Int J Drug Policy. 2020 Nov 15;88:103037
Authors: Goncalves R, Titier K, Latour V, Peyré A, Castaing N, Daveluy A, Molimard M
Drug checking is a service for people who use drugs that includes product analysis and an individual interview including results feedback and harm reduction counselling. It uses different analytical methods but few studies demonstrate their value in current practice. The main objective of this work is to compare the analytical performance of IR spectroscopy to laboratory reference method in the context of drug checking in a harm reduction centre.

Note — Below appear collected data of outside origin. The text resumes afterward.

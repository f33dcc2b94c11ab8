//! Agency group dropdown that narrows the agency picker.

use djbr_api::models::AgencyGroup;
use dioxus::prelude::*;

#[derive(Props, Clone, PartialEq)]
pub struct AgencyTypeSelectorProps {
    pub selected: Option<AgencyGroup>,
    pub on_change: EventHandler<Option<AgencyGroup>>,
}

#[component]
pub fn AgencyTypeSelector(props: AgencyTypeSelectorProps) -> Element {
    let on_change = move |evt: Event<FormData>| {
        props.on_change.call(AgencyGroup::from_slug(&evt.value()));
    };

    rsx! {
        label {
            style: "font-weight: bold; display: flex; flex-direction: column; gap: 4px;",
            "Tipo de órgão"
            select {
                id: "agency-type-select",
                onchange: on_change,
                option {
                    value: "",
                    selected: props.selected.is_none(),
                    "Todos"
                }
                for group in AgencyGroup::ALL {
                    option {
                        key: "{group.slug()}",
                        value: "{group.slug()}",
                        selected: props.selected == Some(group),
                        "{group.label()}"
                    }
                }
            }
        }
    }
}
//! Base URLs for the two APIs, the data-package bucket and the public site.
//!
//! WASM builds bake the values in at compile time through `option_env!`;
//! the CLI overrides them from arguments or the same environment variables.

pub const DEFAULT_API_BASE_URL: &str = "https://api.dadosjusbr.org";
pub const DEFAULT_UI_API_BASE_URL: &str = "https://api.dadosjusbr.org/uiapi";
pub const DEFAULT_REPO_URL: &str = "https://dadosjusbr-public.s3.amazonaws.com";
pub const DEFAULT_SITE_URL: &str = "https://dadosjusbr.org";

#[derive(Debug, Clone, PartialEq, Eq)]
pub struct ApiConfig {
    /// General API (agencies, transparency index, downloads).
    pub api_base_url: String,
    /// UI-specific API (summaries, search).
    pub ui_api_base_url: String,
    /// Storage bucket prefix for bundled data packages.
    pub repo_url: String,
    /// Public site, used for share links.
    pub site_url: String,
}

impl ApiConfig {
    pub fn new(
        api_base_url: impl AsRef<str>,
        ui_api_base_url: impl AsRef<str>,
        repo_url: impl AsRef<str>,
        site_url: impl AsRef<str>,
    ) -> Self {
        Self {
            api_base_url: trim_base(api_base_url.as_ref()),
            ui_api_base_url: trim_base(ui_api_base_url.as_ref()),
            repo_url: trim_base(repo_url.as_ref()),
            site_url: trim_base(site_url.as_ref()),
        }
    }

    /// Configuration injected at build time, defaulting to the public endpoints.
    pub fn from_build_env() -> Self {
        Self::new(
            option_env!("API_BASE_URL").unwrap_or(DEFAULT_API_BASE_URL),
            option_env!("UI_API_BASE_URL").unwrap_or(DEFAULT_UI_API_BASE_URL),
            option_env!("S3_REPO_URL").unwrap_or(DEFAULT_REPO_URL),
            option_env!("SITE_URL").unwrap_or(DEFAULT_SITE_URL),
        )
    }
}

impl Default for ApiConfig {
    fn default() -> Self {
        Self::new(
            DEFAULT_API_BASE_URL,
            DEFAULT_UI_API_BASE_URL,
            DEFAULT_REPO_URL,
            DEFAULT_SITE_URL,
        )
    }
}

fn trim_base(url: &str) -> String {
    url.trim().trim_end_matches('/').to_string()
}
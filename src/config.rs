use std::env;
use std::time::Duration;

use crate::errors::{Error, Result};

/// Fixed strftime layout requested from the time service, URL-encoded:
/// `%Y-%m-%d %H:%M:%S.%L %j %u %z %Z`.
const TIME_SERVICE_FMT: &str = "%25Y-%25m-%25d+%25H%3A%25M%3A%25S.%25L+%25j+%25u+%25z+%25Z";

#[derive(Debug, Clone)]
pub struct Config {
    pub wifi: WifiConfig,
    pub aio: AioConfig,
    pub uplink: UplinkConfig,
}

#[derive(Debug, Clone)]
pub struct WifiConfig {
    pub ssid: String,
    pub password: String,
}

#[derive(Debug, Clone)]
pub struct AioConfig {
    pub username: String,
    pub key: String,
    pub host: String,
    /// IANA location name, e.g. "America/New_York". When unset the time
    /// service falls back to IP geolocation.
    pub timezone: Option<String>,
}

#[derive(Debug, Clone)]
pub struct UplinkConfig {
    pub feed: String,
    pub interval_secs: u64,
    pub connect_retry: Duration,
}

impl Config {
    pub fn from_env() -> Result<Self> {
        Self::from_lookup(|key| env::var(key).ok())
    }

    /// Build from any settings store. `from_env` is the production path;
    /// tests substitute a map.
    pub fn from_lookup<F>(get: F) -> Result<Self>
    where
        F: Fn(&str) -> Option<String>,
    {
        let config = Self {
            wifi: WifiConfig {
                ssid: required(&get, "WIFI_SSID")?,
                password: required(&get, "WIFI_PASSWORD")?,
            },
            aio: AioConfig {
                username: required(&get, "AIO_USERNAME")?,
                key: required(&get, "AIO_KEY")?,
                host: or_default(&get, "AIO_HOST", "io.adafruit.com".to_string()),
                timezone: optional(&get, "TIMEZONE"),
            },
            uplink: UplinkConfig {
                feed: or_default(&get, "UPLINK_FEED", "heartbeat".to_string()),
                interval_secs: or_default(&get, "UPLINK_INTERVAL_SECS", 60),
                connect_retry: Duration::from_millis(or_default(&get, "CONNECT_RETRY_MS", 1000)),
            },
        };
        config.validate()?;
        Ok(config)
    }

    fn validate(&self) -> Result<()> {
        if self.aio.host.is_empty() {
            return Err(Error::Config("AIO_HOST must not be empty".into()));
        }
        if self.uplink.feed.is_empty() {
            return Err(Error::Config("UPLINK_FEED must not be empty".into()));
        }
        if self.uplink.interval_secs == 0 {
            return Err(Error::Config("UPLINK_INTERVAL_SECS must be > 0".into()));
        }
        Ok(())
    }

    /// Data endpoint for one feed.
    pub fn feed_data_url(&self, feed: &str) -> String {
        format!(
            "https://{}/api/v2/{}/feeds/{}/data",
            self.aio.host, self.aio.username, feed
        )
    }

    /// Time service endpoint. Carries the account key as a query parameter
    /// and an explicit timezone when one is configured.
    pub fn time_service_url(&self) -> String {
        let mut url = format!(
            "https://{}/api/v2/{}/integrations/time/strftime?x-aio-key={}",
            self.aio.host, self.aio.username, self.aio.key
        );
        if let Some(tz) = &self.aio.timezone {
            url.push_str("&tz=");
            url.push_str(tz);
        }
        url.push_str("&fmt=");
        url.push_str(TIME_SERVICE_FMT);
        url
    }
}

fn required<F>(get: &F, key: &str) -> Result<String>
where
    F: Fn(&str) -> Option<String>,
{
    get(key)
        .filter(|v| !v.is_empty())
        .ok_or_else(|| Error::Config(format!("{key} setting is required")))
}

fn optional<F>(get: &F, key: &str) -> Option<String>
where
    F: Fn(&str) -> Option<String>,
{
    get(key).filter(|v| !v.is_empty())
}

fn or_default<T, F>(get: &F, key: &str, default: T) -> T
where
    T: std::str::FromStr,
    F: Fn(&str) -> Option<String>,
{
    get(key).and_then(|v| v.parse().ok()).unwrap_or(default)
}
//! Plain HTTP/1.1-over-TCP bench transport.

use tokio::io::{AsyncReadExt, AsyncWriteExt};
use tokio::net::TcpStream;
use tracing::{debug, info};

use super::{HttpRequest, HttpResponse, Radio, TransportError};

/// Host-side stand-in for the WiFi co-processor. A host NIC has no access
/// point to associate with, so `join` just marks the link up; requests are
/// written as HTTP/1.1 with `Connection: close` and the response is read
/// to EOF.
///
/// TODO: terminate TLS here (rustls) so the bench radio can reach https
/// endpoints directly instead of needing a plain-HTTP port or local proxy.
pub struct TcpRadio {
    associated: bool,
}

impl TcpRadio {
    pub fn new() -> Self {
        Self { associated: false }
    }
}

impl Default for TcpRadio {
    fn default() -> Self {
        Self::new()
    }
}

impl Radio for TcpRadio {
    fn is_connected(&self) -> bool {
        self.associated
    }

    async fn join(&mut self, ssid: &str, _password: &str) -> Result<(), TransportError> {
        if ssid.is_empty() {
            return Err(TransportError::Join("SSID is empty".into()));
        }
        debug!("Bringing link up (ssid={})", ssid);
        self.associated = true;
        Ok(())
    }

    async fn reset(&mut self) {
        info!("Radio reset");
        self.associated = false;
    }

    async fn send(&mut self, request: &HttpRequest<'_>) -> Result<HttpResponse, TransportError> {
        if !self.associated {
            return Err(TransportError::NotAssociated);
        }
        let (host, port, path) = split_url(request.url)?;

        let mut stream = TcpStream::connect((host.as_str(), port)).await?;
        let wire = format_request(request, &host, &path);
        stream.write_all(wire.as_bytes()).await?;

        let mut raw = Vec::new();
        stream.read_to_end(&mut raw).await?;

        parse_response(&raw)
    }
}

fn format_request(request: &HttpRequest<'_>, host: &str, path: &str) -> String {
    let mut wire = format!(
        "{} {} HTTP/1.1\r\nHost: {}\r\nConnection: close\r\n",
        request.method.as_str(),
        path,
        host,
    );
    for (name, value) in request.headers {
        wire.push_str(name);
        wire.push_str(": ");
        wire.push_str(value);
        wire.push_str("\r\n");
    }
    if let Some(body) = request.body {
        wire.push_str(&format!("Content-Length: {}\r\n", body.len()));
    }
    wire.push_str("\r\n");
    if let Some(body) = request.body {
        wire.push_str(body);
    }
    wire
}

/// `http(s)://host[:port]/path?query` into (host, port, path-with-query).
fn split_url(url: &str) -> Result<(String, u16, String), TransportError> {
    let (default_port, rest) = if let Some(rest) = url.strip_prefix("https://") {
        (443, rest)
    } else if let Some(rest) = url.strip_prefix("http://") {
        (80, rest)
    } else {
        return Err(TransportError::BadUrl(url.to_string()));
    };

    let (authority, path) = match rest.find('/') {
        Some(i) => (&rest[..i], &rest[i..]),
        None => (rest, "/"),
    };
    let (host, port) = match authority.rsplit_once(':') {
        Some((host, port)) => {
            let port = port
                .parse()
                .map_err(|_| TransportError::BadUrl(url.to_string()))?;
            (host, port)
        }
        None => (authority, default_port),
    };
    if host.is_empty() {
        return Err(TransportError::BadUrl(url.to_string()));
    }
    Ok((host.to_string(), port, path.to_string()))
}

/// Parse the status line and split the header block from the body. With
/// `Connection: close` the body is everything after the first blank line.
fn parse_response(raw: &[u8]) -> Result<HttpResponse, TransportError> {
    let text = String::from_utf8_lossy(raw);
    let (head, body) = match text.split_once("\r\n\r\n") {
        Some((head, body)) => (head, body.to_string()),
        None => (text.as_ref(), String::new()),
    };
    let status_line = head.lines().next().ok_or(TransportError::MalformedResponse)?;
    if !status_line.starts_with("HTTP/1.") {
        return Err(TransportError::MalformedResponse);
    }
    let status = status_line
        .split_whitespace()
        .nth(1)
        .and_then(|code| code.parse().ok())
        .ok_or(TransportError::MalformedResponse)?;
    Ok(HttpResponse { status, body })
}
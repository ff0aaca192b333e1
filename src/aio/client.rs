use serde_json::Value;
use tracing::{debug, error, info};

use crate::clock::{self, Rtc, TimeRecord};
use crate::config::Config;
use crate::errors::Result;
use crate::radio::{HttpRequest, Method, Radio};

use super::RetryPolicy;

/// Client for the telemetry service. Owns the radio handle and the RTC
/// sink; every call is awaited to completion before the next one starts.
pub struct NetworkClient<R, C> {
    config: Config,
    policy: RetryPolicy,
    radio: R,
    rtc: C,
}

impl<R: Radio, C: Rtc> NetworkClient<R, C> {
    pub fn new(config: Config, radio: R, rtc: C) -> Self {
        Self::with_policy(config, RetryPolicy::default(), radio, rtc)
    }

    pub fn with_policy(config: Config, policy: RetryPolicy, radio: R, rtc: C) -> Self {
        Self {
            config,
            policy,
            radio,
            rtc,
        }
    }

    pub fn rtc(&self) -> &C {
        &self.rtc
    }

    /// Block until the radio reports association. Failed attempts retry
    /// after `connect_retry_delay`; without an attempt cap the loop only
    /// exits on success.
    pub async fn connect(&mut self) -> Result<()> {
        debug!("Connecting...");
        let mut attempts = 0u32;
        while !self.radio.is_connected() {
            attempts += 1;
            if let Err(e) = self
                .radio
                .join(&self.config.wifi.ssid, &self.config.wifi.password)
                .await
            {
                error!("could not connect to AP, retrying: {}", e);
                if let Some(max) = self.policy.max_connect_attempts {
                    if attempts >= max {
                        return Err(e.into());
                    }
                }
                if !self.policy.connect_retry_delay.is_zero() {
                    tokio::time::sleep(self.policy.connect_retry_delay).await;
                }
            }
        }
        Ok(())
    }

    /// POST one payload to a feed. A transport failure costs one of the
    /// five attempts and triggers a hard radio reset plus reconnect; any
    /// received response, 200 or not, ends the loop. `Ok(false)` means all
    /// five attempts failed or the service answered non-200.
    pub async fn post(&mut self, feed: &str, payload: &Value) -> Result<bool> {
        let url = self.config.feed_data_url(feed);
        let body = serde_json::to_string(payload)?;
        info!("POSTing to {}", url);
        info!("payload: {}", body);

        self.connect().await?;

        let key = self.config.aio.key.clone();
        let headers = [
            ("X-AIO-KEY", key.as_str()),
            ("Content-Type", "application/json"),
        ];
        let mut response = None;
        for attempt in 1..=self.policy.post_attempts {
            let request = HttpRequest {
                method: Method::Post,
                url: &url,
                headers: &headers,
                body: Some(&body),
            };
            match self.radio.send(&request).await {
                Ok(r) => {
                    response = Some(r);
                    break;
                }
                Err(e) => {
                    error!(
                        "Error posting (attempt {}/{}): {}",
                        attempt, self.policy.post_attempts, e
                    );
                    info!("Resetting and reconnecting");
                    self.radio.reset().await;
                    self.connect().await?;
                }
            }
        }

        let Some(response) = response else {
            return Ok(false);
        };
        info!("Status: {}", response.status);
        debug!("Text: {}", response.body);
        Ok(response.status == 200)
    }

    /// Fetch wall-clock time from the service and write it into the RTC.
    /// The GET is not retried; a malformed reply is a time lookup error.
    pub async fn refresh_local_time(&mut self) -> Result<TimeRecord> {
        match &self.config.aio.timezone {
            Some(tz) => debug!("Getting time for timezone {}", tz),
            None => debug!("Getting time from IP address"),
        }
        let url = self.config.time_service_url();
        debug!("Requesting time from {}", url);

        self.connect().await?;
        let request = HttpRequest {
            method: Method::Get,
            url: &url,
            headers: &[],
            body: None,
        };
        let response = self.radio.send(&request).await?;
        debug!("Time reply: {}", response.body);

        let now = clock::parse_strftime(&response.body)?;
        self.rtc.set_datetime(&now);
        debug!("Fetched time: {}", now);
        drop(response);
        Ok(now)
    }
}

#[cfg(test)]
mod tests {
    use std::collections::VecDeque;
    use std::time::Duration;

    use serde_json::json;

    use super::*;
    use crate::clock::SoftRtc;
    use crate::config::{AioConfig, UplinkConfig, WifiConfig};
    use crate::errors::Error;
    use crate::radio::{HttpResponse, TransportError};

    type RadioResult<T> = std::result::Result<T, TransportError>;

    /// Scripted radio: fails the first `join_failures` association
    /// attempts, then answers requests from the front of `script`.
    struct SimRadio {
        associated: bool,
        join_failures: u32,
        joins: u32,
        resets: u32,
        requests: u32,
        last_url: Option<String>,
        last_auth: Option<String>,
        script: VecDeque<RadioResult<HttpResponse>>,
    }

    impl SimRadio {
        fn new(join_failures: u32, script: Vec<RadioResult<HttpResponse>>) -> Self {
            Self {
                associated: false,
                join_failures,
                joins: 0,
                resets: 0,
                requests: 0,
                last_url: None,
                last_auth: None,
                script: script.into(),
            }
        }

        fn ok(status: u16, body: &str) -> RadioResult<HttpResponse> {
            Ok(HttpResponse {
                status,
                body: body.to_string(),
            })
        }

        fn down() -> RadioResult<HttpResponse> {
            Err(TransportError::Io(std::io::Error::new(
                std::io::ErrorKind::ConnectionReset,
                "socket dropped",
            )))
        }
    }

    impl Radio for SimRadio {
        fn is_connected(&self) -> bool {
            self.associated
        }

        async fn join(&mut self, _ssid: &str, _password: &str) -> RadioResult<()> {
            self.joins += 1;
            if self.joins <= self.join_failures {
                return Err(TransportError::Join("rc=-1".into()));
            }
            self.associated = true;
            Ok(())
        }

        async fn reset(&mut self) {
            self.resets += 1;
            self.associated = false;
        }

        async fn send(&mut self, request: &HttpRequest<'_>) -> RadioResult<HttpResponse> {
            self.requests += 1;
            self.last_url = Some(request.url.to_string());
            self.last_auth = request
                .headers
                .iter()
                .find(|(name, _)| *name == "X-AIO-KEY")
                .map(|(_, value)| value.to_string());
            self.script.pop_front().unwrap_or_else(|| SimRadio::ok(200, "{}"))
        }
    }

    fn test_config(timezone: Option<&str>) -> Config {
        Config {
            wifi: WifiConfig {
                ssid: "shopnet".into(),
                password: "hunter2".into(),
            },
            aio: AioConfig {
                username: "maker".into(),
                key: "aio-key".into(),
                host: "io.adafruit.com".into(),
                timezone: timezone.map(String::from),
            },
            uplink: UplinkConfig {
                feed: "heartbeat".into(),
                interval_secs: 60,
                connect_retry: Duration::ZERO,
            },
        }
    }

    fn fast_policy() -> RetryPolicy {
        RetryPolicy {
            post_attempts: 5,
            connect_retry_delay: Duration::ZERO,
            max_connect_attempts: None,
        }
    }

    fn client(radio: SimRadio) -> NetworkClient<SimRadio, SoftRtc> {
        NetworkClient::with_policy(test_config(None), fast_policy(), radio, SoftRtc::new())
    }

    const TIME_REPLY: &str = "2023-05-01 14:30:00.123 121 1 +0000 UTC";

    #[test]
    fn connect_returns_once_associated() {
        tokio_test::block_on(async {
            let mut client = client(SimRadio::new(3, vec![]));
            client.connect().await.unwrap();
            assert!(client.radio.is_connected());
            assert_eq!(client.radio.joins, 4);
        });
    }

    #[test]
    fn connect_attempt_cap_surfaces_the_error() {
        tokio_test::block_on(async {
            let policy = RetryPolicy {
                max_connect_attempts: Some(2),
                connect_retry_delay: Duration::ZERO,
                ..Default::default()
            };
            let mut client = NetworkClient::with_policy(
                test_config(None),
                policy,
                SimRadio::new(10, vec![]),
                SoftRtc::new(),
            );
            let err = client.connect().await.unwrap_err();
            assert!(matches!(err, Error::Transport(_)));
            assert_eq!(client.radio.joins, 2);
        });
    }

    #[test]
    fn post_succeeds_on_the_first_response() {
        tokio_test::block_on(async {
            let script = vec![SimRadio::ok(200, "{\"id\":\"0EQ\"}")];
            let mut client = client(SimRadio::new(0, script));
            assert!(client.post("office-temp", &json!({"value": 21.5})).await.unwrap());
            assert_eq!(client.radio.requests, 1);
            assert_eq!(client.radio.resets, 0);
            assert_eq!(
                client.radio.last_url.as_deref(),
                Some("https://io.adafruit.com/api/v2/maker/feeds/office-temp/data")
            );
            assert_eq!(client.radio.last_auth.as_deref(), Some("aio-key"));
        });
    }

    #[test]
    fn post_treats_any_response_as_terminal() {
        tokio_test::block_on(async {
            let script = vec![SimRadio::ok(429, "rate limited")];
            let mut client = client(SimRadio::new(0, script));
            assert!(!client.post("office-temp", &json!({"value": 1})).await.unwrap());
            assert_eq!(client.radio.requests, 1);
            assert_eq!(client.radio.resets, 0);
        });
    }

    #[test]
    fn post_resets_and_reconnects_after_each_transport_failure() {
        tokio_test::block_on(async {
            let script = vec![SimRadio::down(), SimRadio::down(), SimRadio::ok(200, "{}")];
            let mut client = client(SimRadio::new(0, script));
            assert!(client.post("office-temp", &json!({"value": 2})).await.unwrap());
            assert_eq!(client.radio.requests, 3);
            assert_eq!(client.radio.resets, 2);
            // initial join plus one rejoin per reset
            assert_eq!(client.radio.joins, 3);
        });
    }

    #[test]
    fn post_gives_up_after_five_attempts() {
        tokio_test::block_on(async {
            let script = (0..5).map(|_| SimRadio::down()).collect();
            let mut client = client(SimRadio::new(0, script));
            assert!(!client.post("office-temp", &json!({"value": 3})).await.unwrap());
            assert_eq!(client.radio.requests, 5);
            assert_eq!(client.radio.resets, 5);
        });
    }

    #[test]
    fn post_caps_transport_attempts_at_five() {
        tokio_test::block_on(async {
            let script = (0..9).map(|_| SimRadio::down()).collect();
            let mut client = client(SimRadio::new(0, script));
            assert!(!client.post("office-temp", &json!({"value": 4})).await.unwrap());
            assert_eq!(client.radio.requests, 5);
        });
    }

    #[test]
    fn refresh_local_time_parses_and_sets_the_rtc() {
        tokio_test::block_on(async {
            let script = vec![SimRadio::ok(200, TIME_REPLY)];
            let mut client = client(SimRadio::new(0, script));
            let now = client.refresh_local_time().await.unwrap();
            assert_eq!(
                (now.year, now.month, now.day),
                (2023, 5, 1)
            );
            assert_eq!((now.hour, now.minute, now.second), (14, 30, 0));
            assert_eq!((now.yearday, now.weekday), (121, 1));
            assert_eq!(client.rtc().last_sync(), Some(&now));
        });
    }

    #[test]
    fn refresh_local_time_requests_the_configured_timezone() {
        tokio_test::block_on(async {
            let script = vec![SimRadio::ok(200, TIME_REPLY)];
            let mut client = NetworkClient::with_policy(
                test_config(Some("Europe/Paris")),
                fast_policy(),
                SimRadio::new(0, script),
                SoftRtc::new(),
            );
            client.refresh_local_time().await.unwrap();
            let url = client.radio.last_url.clone().unwrap();
            assert!(url.contains("/integrations/time/strftime?x-aio-key=aio-key"));
            assert!(url.contains("&tz=Europe/Paris"));
        });
    }

    #[test]
    fn refresh_local_time_flags_malformed_replies() {
        tokio_test::block_on(async {
            let script = vec![SimRadio::ok(200, "")];
            let mut client = client(SimRadio::new(0, script));
            let err = client.refresh_local_time().await.unwrap_err();
            assert!(matches!(err, Error::TimeLookup(_)));
            assert!(err.to_string().contains("TIMEZONE"));
            assert!(client.rtc().last_sync().is_none());
        });
    }

    #[test]
    fn refresh_local_time_does_not_retry_transport_failures() {
        tokio_test::block_on(async {
            let script = vec![SimRadio::down()];
            let mut client = client(SimRadio::new(0, script));
            let err = client.refresh_local_time().await.unwrap_err();
            assert!(matches!(err, Error::Transport(_)));
            assert_eq!(client.radio.requests, 1);
            assert_eq!(client.radio.resets, 0);
        });
    }
}
//! Async HTTP client wrapping the FECE ON EARTH JSON API.

use std::time::Duration;

use anyhow::{Context, Result, anyhow};
use fece_core::{
  blob::PresignedUpload,
  song::SongWithYear,
  submission::Submission,
  year::YearWithSongs,
};
use reqwest::Client;
use serde_json::json;

/// Async HTTP client for the site's JSON REST API.
///
/// Cheap to clone — the inner [`reqwest::Client`] is `Arc`-based.
#[derive(Clone)]
pub struct ApiClient {
  client:   Client,
  base_url: String,
}

impl ApiClient {
  pub fn new(base_url: impl Into<String>) -> Result<Self> {
    let client = Client::builder()
      .timeout(Duration::from_secs(120))
      .build()
      .context("failed to build HTTP client")?;
    Ok(Self {
      client,
      base_url: base_url.into().trim_end_matches('/').to_string(),
    })
  }

  fn url(&self, path: &str) -> String {
    format!("{}/api{}", self.base_url, path)
  }

  /// Error out on non-2xx, surfacing the server's `{"error": ...}` body
  /// when there is one.
  async fn check(resp: reqwest::Response, what: &str) -> Result<reqwest::Response> {
    let status = resp.status();
    if status.is_success() {
      return Ok(resp);
    }
    let message = resp
      .json::<serde_json::Value>()
      .await
      .ok()
      .and_then(|v| v["error"].as_str().map(str::to_string));
    match message {
      Some(m) => Err(anyhow!("{what} → {status}: {m}")),
      None => Err(anyhow!("{what} → {status}")),
    }
  }

  // ── Years ───────────────────────────────────────────────────────────────

  /// `GET /api/years`
  pub async fn list_years(&self) -> Result<Vec<YearWithSongs>> {
    let resp = self
      .client
      .get(self.url("/years"))
      .send()
      .await
      .context("GET /years failed")?;
    let resp = Self::check(resp, "GET /years").await?;
    resp.json().await.context("deserialising years")
  }

  /// Find a year (with its songs) by year number.
  pub async fn find_year(&self, year: i32) -> Result<Option<YearWithSongs>> {
    Ok(
      self
        .list_years()
        .await?
        .into_iter()
        .find(|y| y.year.year == year),
    )
  }

  // ── Songs ───────────────────────────────────────────────────────────────

  /// `GET /api/songs`
  pub async fn list_songs(&self) -> Result<Vec<SongWithYear>> {
    let resp = self
      .client
      .get(self.url("/songs"))
      .send()
      .await
      .context("GET /songs failed")?;
    let resp = Self::check(resp, "GET /songs").await?;
    resp.json().await.context("deserialising songs")
  }

  // ── Submissions ─────────────────────────────────────────────────────────

  /// `GET /api/submissions`
  pub async fn list_submissions(&self) -> Result<Vec<Submission>> {
    let resp = self
      .client
      .get(self.url("/submissions"))
      .send()
      .await
      .context("GET /submissions failed")?;
    let resp = Self::check(resp, "GET /submissions").await?;
    resp.json().await.context("deserialising submissions")
  }

  /// `POST /api/submissions` — the audio object is already uploaded.
  pub async fn create_submission(&self, body: serde_json::Value) -> Result<Submission> {
    let resp = self
      .client
      .post(self.url("/submissions"))
      .json(&body)
      .send()
      .await
      .context("POST /submissions failed")?;
    let resp = Self::check(resp, "POST /submissions").await?;
    resp.json().await.context("deserialising submission")
  }

  /// Approve a submission into a year.
  pub async fn approve_submission(&self, id: i64, year_id: i64) -> Result<Submission> {
    self
      .patch_submission(id, json!({ "status": "APPROVED", "yearId": year_id }))
      .await
  }

  /// Reject a submission.
  pub async fn reject_submission(&self, id: i64) -> Result<Submission> {
    self.patch_submission(id, json!({ "status": "REJECTED" })).await
  }

  async fn patch_submission(&self, id: i64, body: serde_json::Value) -> Result<Submission> {
    let resp = self
      .client
      .patch(self.url(&format!("/submissions/{id}")))
      .json(&body)
      .send()
      .await
      .context("PATCH /submissions failed")?;
    let resp = Self::check(resp, "PATCH /submissions").await?;
    resp.json().await.context("deserialising submission")
  }

  /// `DELETE /api/submissions/{id}`
  pub async fn delete_submission(&self, id: i64) -> Result<()> {
    let resp = self
      .client
      .delete(self.url(&format!("/submissions/{id}")))
      .send()
      .await
      .context("DELETE /submissions failed")?;
    Self::check(resp, "DELETE /submissions").await?;
    Ok(())
  }

  // ── Uploads ─────────────────────────────────────────────────────────────

  /// `POST /api/upload-url`
  pub async fn create_upload_url(
    &self,
    file_name: &str,
    content_type: &str,
  ) -> Result<PresignedUpload> {
    let resp = self
      .client
      .post(self.url("/upload-url"))
      .json(&json!({ "fileName": file_name, "contentType": content_type }))
      .send()
      .await
      .context("POST /upload-url failed")?;
    let resp = Self::check(resp, "POST /upload-url").await?;
    resp.json().await.context("deserialising upload URL")
  }

  /// PUT the audio bytes to a presigned upload URL.
  pub async fn put_audio(
    &self,
    upload_url: &str,
    data: Vec<u8>,
    content_type: &str,
  ) -> Result<()> {
    let resp = self
      .client
      .put(upload_url)
      .header(reqwest::header::CONTENT_TYPE, content_type)
      .body(data)
      .send()
      .await
      .context("uploading audio failed")?;
    Self::check(resp, "PUT audio").await?;
    Ok(())
  }

  /// Download an audio object. Site-relative URLs (`/audio/...`) are
  /// resolved against the configured base URL.
  pub async fn download_audio(&self, audio_url: &str) -> Result<Vec<u8>> {
    let url = if audio_url.starts_with('/') {
      format!("{}{audio_url}", self.base_url)
    } else {
      audio_url.to_string()
    };
    let resp = self
      .client
      .get(&url)
      .send()
      .await
      .with_context(|| format!("GET {url} failed"))?;
    let resp = Self::check(resp, "GET audio").await?;
    Ok(resp.bytes().await.context("reading audio body")?.to_vec())
  }
}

The secondary objectives are to carry out a description of the people who use drugs requesting a product analysis, and to compare the assumed compositions of products purchased with their real compositions. During 2018, all requests for drug testing analysis were included for on-site analysis by IR spectrometry in a harm reduction center and verified by the reference method (UPLC-HRMS) at Bordeaux University Hospital Center. Socioeconomic and product data were also collected. One hundred and thirty-six samples were collected. The results obtained with IR and UPLC-HRMS were compared. IR spectrometry results did not match with reference method in 8 % (n=11) of cases, corresponding to blotters, cannabis and some psychoactive substances present in mixture or in small quantities. Among the products collected, only 5.1 % (n=7) did not correspond to the declared product, either alone or with adulterants. The IR spectrometer allows a simple and rapid detection of at least one molecule, most often the one of interest. However, it is limited to powder and tablet type matrices and is not suitable for blotters, cannabis, mixed or low content substances for which high resolution mass spectrometry remains the reference method.